• Task prompt: Lines where the string "static" appears are to be copied from the entries below.

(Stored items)
····················
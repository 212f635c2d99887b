//! 정규식 엔진이 지원하지 않는 패턴의 수동 구현
//!
//! `regex` 크레이트는 역참조(`\1`)와 부정 전방탐색(`(?!...)`)을 지원하지 않으므로
//! 아래 두 패턴은 문자 비교로 직접 판정합니다.
//! 대소문자 무시, 줄 단위 앵커(`$`는 각 줄의 끝) 의미를 그대로 따릅니다.

use crate::core::is_vowel;

/// 역참조 패턴을 대체하는 문자 비교 함수
pub type RuleFn = fn(&str) -> bool;

/// `(.)(?!\1)([aeiouy])\2l$`
pub const DOUBLED_VOWEL_L: &str = r"(.)(?!\1)([aeiouy])\2l$";

/// `(.)(?!\1)[gq]ua(.)(?!\2)[aeiou]`
pub const GUA_QUA_VOWEL: &str = r"(.)(?!\1)[gq]ua(.)(?!\2)[aeiou]";

/// 패턴 원문에 대응하는 수동 구현 조회
pub fn rule_for(source: &str) -> Option<RuleFn> {
    match source {
        DOUBLED_VOWEL_L => Some(doubled_vowel_l),
        GUA_QUA_VOWEL => Some(gua_qua_vowel),
        _ => None,
    }
}

fn fold(c: char) -> char {
    c.to_lowercase().next().unwrap_or(c)
}

fn same(a: char, b: char) -> bool {
    fold(a) == fold(b)
}

fn is_plain_vowel(c: char) -> bool {
    matches!(fold(c), 'a' | 'e' | 'i' | 'o' | 'u')
}

/// 줄 끝이 `X V V l` 이고 X != V (V는 y 포함 모음)
///
/// 예: "wool", "feel", "cool" (X=w/f/c)
fn doubled_vowel_l(text: &str) -> bool {
    text.split('\n').any(|line| {
        let chars: Vec<char> = line.chars().collect();
        let n = chars.len();
        if n < 4 {
            return false;
        }
        let (x, v, v2, l) = (chars[n - 4], chars[n - 3], chars[n - 2], chars[n - 1]);
        is_vowel(v) && same(v, v2) && same(l, 'l') && !same(x, v)
    })
}

/// 어딘가에 `X [gq] u a Y V` 가 있고 X != [gq], Y != V (V는 y 제외 모음)
///
/// 예: "equate", "aguabo"
fn gua_qua_vowel(text: &str) -> bool {
    text.split('\n').any(|line| {
        let chars: Vec<char> = line.chars().collect();
        chars.windows(6).any(|w| {
            let gq = fold(w[1]);
            (gq == 'g' || gq == 'q')
                && !same(w[0], w[1])
                && same(w[2], 'u')
                && same(w[3], 'a')
                && is_plain_vowel(w[5])
                && !same(w[4], w[5])
        })
    })
}
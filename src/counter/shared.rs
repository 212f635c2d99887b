//! 프로세스 전역 공유 인스턴스와 문자열 확장
//!
//! 최초 사용 시 한 번만 내장 데이터셋으로 초기화되며 이후 불변입니다.

use std::sync::LazyLock;

use super::estimator::SyllableCounter;

static SHARED: LazyLock<SyllableCounter> = LazyLock::new(SyllableCounter::with_defaults);

/// 공유 계산기
pub fn shared() -> &'static SyllableCounter {
    &SHARED
}

/// 문자열에서 바로 음절 수를 얻기 위한 확장 트레이트
///
/// ```
/// use syllable_counter::Syllables;
///
/// assert_eq!("table".syllables(), 2);
/// assert_eq!(String::from("cat").syllables(), 1);
/// ```
pub trait Syllables {
    fn syllables(&self) -> usize;
}

impl Syllables for str {
    fn syllables(&self) -> usize {
        shared().count(self)
    }
}
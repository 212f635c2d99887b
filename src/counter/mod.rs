//! 음절 수 추정
//!
//! 예외 테이블 조회, 모음군 계산, 패턴 보정을 묶어 최종 음절 수를 계산합니다.

mod estimator;
mod shared;

pub use estimator::SyllableCounter;
pub use shared::{shared, Syllables};
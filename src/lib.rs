//! 규칙 기반 영어 음절 수 추정
//!
//! 사전이나 학습 모델 없이 모음군 개수, 철자 패턴 보정, 불규칙 단어 예외 테이블로
//! 단어 하나의 음절 수를 추정합니다.
//!
//! ```
//! use syllable_counter::{SyllableCounter, Syllables};
//!
//! let counter = SyllableCounter::with_defaults();
//! assert_eq!(counter.count("happier"), 3);
//! assert_eq!("little".syllables(), 2);
//! ```

pub mod config;
pub mod core;
pub mod counter;
pub mod error;
pub mod exceptions;
pub mod patterns;

pub use config::SyllableConfig;
pub use counter::{shared, SyllableCounter, Syllables};
pub use error::SetupError;
pub use exceptions::ExceptionTable;
pub use patterns::PatternTable;
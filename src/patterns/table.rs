//! 음절 보정 패턴 테이블
//!
//! 매칭되면 음절 수를 1 늘리는 가산 패턴과 1 줄이는 감산 패턴을 컴파일하여 보관합니다.
//! 각 패턴은 단어 안에서 몇 번 매칭되든 최대 1만 기여합니다.

use regex::{Regex, RegexBuilder};

use super::rules::{rule_for, RuleFn};
use crate::error::SetupError;

/// 가산 패턴 (매칭 시 +1)
#[rustfmt::skip]
pub const ADDITIVE_PATTERNS: &[&str] = &[
    "ia", "riet", "dien", "iu", "io", "ii",
    "[aeiouy]bl$", "mbl$", "tl$", "sl$", "[aeiou]{3}",
    "^mc", "ism$", r"(.)(?!\1)([aeiouy])\2l$", "[^l]llien", "^coad.",
    "^coag.", "^coal.", "^coax.", r"(.)(?!\1)[gq]ua(.)(?!\2)[aeiou]", "dnt$",
    "thm$", "ier$", "iest$", "[^aeiou][aeiouy]ing$",
];

/// 감산 패턴 (매칭 시 -1)
#[rustfmt::skip]
pub const SUBTRACTIVE_PATTERNS: &[&str] = &[
    "cial", "cian", "tia", "cius", "cious",
    "gui", "ion", "iou", "sia$", ".ely$",
    "ves$", "geous$", "gious$", "[^aeiou]eful$", ".red$",
];

#[derive(Clone)]
enum Matcher {
    Regex(Regex),
    Rule(RuleFn),
}

impl std::fmt::Debug for Matcher {
    fn fmt(&self, f: &mut std::fmt::Formatter<'_>) -> std::fmt::Result {
        match self {
            Matcher::Regex(regex) => f.debug_tuple("Regex").field(regex).finish(),
            Matcher::Rule(_) => f.write_str("Rule"),
        }
    }
}

/// 컴파일된 패턴과 원문
#[derive(Debug, Clone)]
pub struct Pattern {
    /// 진단 로그용 원문
    source: String,
    matcher: Matcher,
}

impl Pattern {
    /// 대소문자 무시 + 줄 단위 앵커 모드로 컴파일
    ///
    /// 정규식 엔진이 거부한 패턴은 수동 구현이 있으면 그것으로 대체하고,
    /// 없으면 `SetupError::BadPattern`을 반환합니다.
    pub fn compile(source: &str) -> Result<Self, SetupError> {
        let matcher = match RegexBuilder::new(source)
            .case_insensitive(true)
            .multi_line(true)
            .build()
        {
            Ok(regex) => Matcher::Regex(regex),
            Err(e) => {
                let rule = rule_for(source).ok_or_else(|| SetupError::BadPattern(source.to_string()))?;
                log::debug!("정규식 대신 수동 구현 사용: {} ({})", source, e);
                Matcher::Rule(rule)
            }
        };

        Ok(Self {
            source: source.to_string(),
            matcher,
        })
    }

    /// 패턴 원문
    pub fn source(&self) -> &str {
        &self.source
    }

    /// 단어 어딘가에서 매칭되는지 확인
    pub fn is_match(&self, word: &str) -> bool {
        match &self.matcher {
            Matcher::Regex(regex) => regex.is_match(word),
            Matcher::Rule(rule) => rule(word),
        }
    }
}

/// 가산/감산 패턴 테이블
///
/// 생성 후 불변이며 여러 스레드에서 잠금 없이 공유할 수 있습니다.
#[derive(Debug, Clone, Default)]
pub struct PatternTable {
    additive: Vec<Pattern>,
    subtractive: Vec<Pattern>,
}

impl PatternTable {
    /// 고정 패턴 목록으로 테이블 생성
    pub fn compile() -> Result<Self, SetupError> {
        Self::from_sources(ADDITIVE_PATTERNS, SUBTRACTIVE_PATTERNS)
    }

    pub(crate) fn from_sources(additive: &[&str], subtractive: &[&str]) -> Result<Self, SetupError> {
        let additive = additive
            .iter()
            .map(|source| Pattern::compile(source))
            .collect::<Result<Vec<_>, _>>()?;
        let subtractive = subtractive
            .iter()
            .map(|source| Pattern::compile(source))
            .collect::<Result<Vec<_>, _>>()?;

        Ok(Self {
            additive,
            subtractive,
        })
    }

    /// 빈 테이블 (패턴 컴파일 실패 시 모음군 계산만 수행)
    pub fn empty() -> Self {
        Self::default()
    }

    pub fn additive(&self) -> &[Pattern] {
        &self.additive
    }

    pub fn subtractive(&self) -> &[Pattern] {
        &self.subtractive
    }

    pub fn is_empty(&self) -> bool {
        self.additive.is_empty() && self.subtractive.is_empty()
    }

    /// 가산 매칭 수 - 감산 매칭 수
    pub fn adjustment(&self, word: &str) -> i64 {
        let mut delta = 0;

        for pattern in &self.additive {
            if pattern.is_match(word) {
                log::trace!("{}: +1 ({})", word, pattern.source());
                delta += 1;
            }
        }

        for pattern in &self.subtractive {
            if pattern.is_match(word) {
                log::trace!("{}: -1 ({})", word, pattern.source());
                delta -= 1;
            }
        }

        delta
    }
}
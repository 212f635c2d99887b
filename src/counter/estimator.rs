//! 음절 수 추정기
//!
//! 파이프라인:
//! 1. 길이 0/1 단축 처리
//! 2. 정규화 (소문자, 양 끝 구두점 제거)
//! 3. 예외 테이블 조회 (성공 시 즉시 반환)
//! 4. 끝 'e' 제거
//! 5. 모음군 개수
//! 6. 가산/감산 패턴 보정
//! 7. 최소 1로 보정

use std::path::Path;

use crate::config::SyllableConfig;
use crate::core::{elide_trailing_e, is_vowel, normalize_word};
use crate::error::SetupError;
use crate::exceptions::ExceptionTable;
use crate::patterns::PatternTable;

/// 규칙 기반 영어 음절 수 추정기
///
/// 두 테이블은 생성 후 불변이므로 `&SyllableCounter`를 여러 스레드에서 그대로 공유할 수 있습니다.
///
/// # Examples
/// ```
/// use syllable_counter::SyllableCounter;
///
/// let counter = SyllableCounter::with_defaults();
/// assert_eq!(counter.count(""), 0);
/// assert_eq!(counter.count("cat"), 1);
/// assert_eq!(counter.count("table"), 2);
/// assert_eq!(counter.count("Queue!"), 1); // 예외 테이블
/// ```
#[derive(Debug, Clone)]
pub struct SyllableCounter {
    patterns: PatternTable,
    exceptions: ExceptionTable,
}

impl Default for SyllableCounter {
    fn default() -> Self {
        Self::with_defaults()
    }
}

impl SyllableCounter {
    /// 이미 구성된 테이블로 생성
    pub fn with_tables(patterns: PatternTable, exceptions: ExceptionTable) -> Self {
        Self {
            patterns,
            exceptions,
        }
    }

    /// 설정에 따라 생성 (실패 시 에러 반환)
    pub fn build(config: &SyllableConfig) -> Result<Self, SetupError> {
        let patterns = PatternTable::compile()?;
        let exceptions = load_exceptions(config)?;
        Ok(Self::with_tables(patterns, exceptions))
    }

    /// 설정에 따라 생성 (실패 시 로그를 남기고 축소된 테이블로 계속)
    ///
    /// - 패턴 컴파일 실패: 빈 패턴 테이블 (모음군 개수만 사용)
    /// - 데이터셋 누락/형식 오류: 빈 예외 테이블
    pub fn new(config: &SyllableConfig) -> Self {
        let patterns = PatternTable::compile().unwrap_or_else(|e| {
            log::error!("패턴 테이블 초기화 실패: {}", e);
            PatternTable::empty()
        });

        let exceptions = load_exceptions(config).unwrap_or_else(|e| {
            match e {
                SetupError::MissingExceptionDataset { .. } => {
                    log::warn!("{}, 예외 테이블 없이 계속합니다", e)
                }
                _ => log::error!("{}, 예외 테이블 없이 계속합니다", e),
            }
            ExceptionTable::empty()
        });

        Self::with_tables(patterns, exceptions)
    }

    /// JSON 설정 파일을 읽어 생성 (실패 시 에러 반환)
    pub fn from_config_file(path: impl AsRef<Path>) -> Result<Self, SetupError> {
        let config = SyllableConfig::from_file(path)?;
        Self::build(&config)
    }

    /// 기본 설정(내장 데이터셋)으로 생성
    pub fn with_defaults() -> Self {
        Self::new(&SyllableConfig::default())
    }

    /// 단어의 음절 수 추정
    ///
    /// 빈 문자열은 0, 한 글자는 1을 반환합니다.
    /// 그 외에는 예외 테이블 값이 있으면 그 값을, 없으면 휴리스틱 결과(최소 1)를 반환합니다.
    pub fn count(&self, word: &str) -> usize {
        let mut chars = word.chars();
        match (chars.next(), chars.next()) {
            (None, _) => return 0,
            (Some(_), None) => return 1,
            _ => {}
        }

        let normalized = normalize_word(word);

        // 예외 조회는 끝 'e' 제거 전에
        if let Some(count) = self.exceptions.lookup(&normalized) {
            return count;
        }

        let stem = elide_trailing_e(&normalized);
        let estimate = vowel_groups(stem) as i64 + self.patterns.adjustment(stem);
        log::trace!("{} -> {}", word, estimate);

        if estimate > 0 {
            estimate as usize
        } else {
            1
        }
    }
}

fn load_exceptions(config: &SyllableConfig) -> Result<ExceptionTable, SetupError> {
    if !config.use_exceptions {
        return Ok(ExceptionTable::empty());
    }

    match &config.exceptions_path {
        Some(path) => ExceptionTable::load(path),
        None => ExceptionTable::bundled(),
    }
}

/// 연속된 모음 구간의 개수
fn vowel_groups(word: &str) -> usize {
    let mut count = 0;
    let mut previous_is_vowel = false;

    for c in word.chars() {
        let vowel = is_vowel(c);
        if vowel && !previous_is_vowel {
            count += 1;
        }
        previous_is_vowel = vowel;
    }

    count
}
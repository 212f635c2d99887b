//! 음절 수 보정 패턴
//!
//! 모음군 개수만으로는 틀리는 영어 철자 패턴(이중모음, 묵음 자음군 등)을
//! 정규식으로 찾아 음절 수를 보정합니다.

mod rules;
mod table;

pub use table::{Pattern, PatternTable, ADDITIVE_PATTERNS, SUBTRACTIVE_PATTERNS};
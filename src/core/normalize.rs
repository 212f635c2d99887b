//! 단어 정규화
//!
//! 예외 조회와 모음군 계산 전에 적용되는 변환입니다.

use std::sync::LazyLock;

use regex::Regex;

/// 양 끝의 유니코드 구두점(P 범주)과 공백
static EDGE_PUNCTUATION: LazyLock<Regex> =
    LazyLock::new(|| Regex::new(r"^[\p{P}\s]+|[\p{P}\s]+$").unwrap());

/// 소문자 변환 후 양 끝의 구두점/공백 제거
///
/// 예외 테이블 키도 같은 함수로 정규화되므로 조회 키와 저장 키가 항상 일치합니다.
pub fn normalize_word(word: &str) -> String {
    let lowered = word.to_lowercase();
    EDGE_PUNCTUATION.replace_all(&lowered, "").into_owned()
}

/// 마지막 글자가 'e'이면 제거 (묵음 e)
///
/// 휴리스틱 경로에서만 사용합니다. 예외 조회 키에는 적용하지 않습니다.
pub fn elide_trailing_e(word: &str) -> &str {
    word.strip_suffix('e').unwrap_or(word)
}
····················
• Answer space:
static SHARED: LazyLock<SyllableCounter> = LazyLock::new(SyllableCounter::with_defaults);
pub fn shared() -> &'static SyllableCounter {
static EDGE_PUNCTUATION: LazyLock<Regex> =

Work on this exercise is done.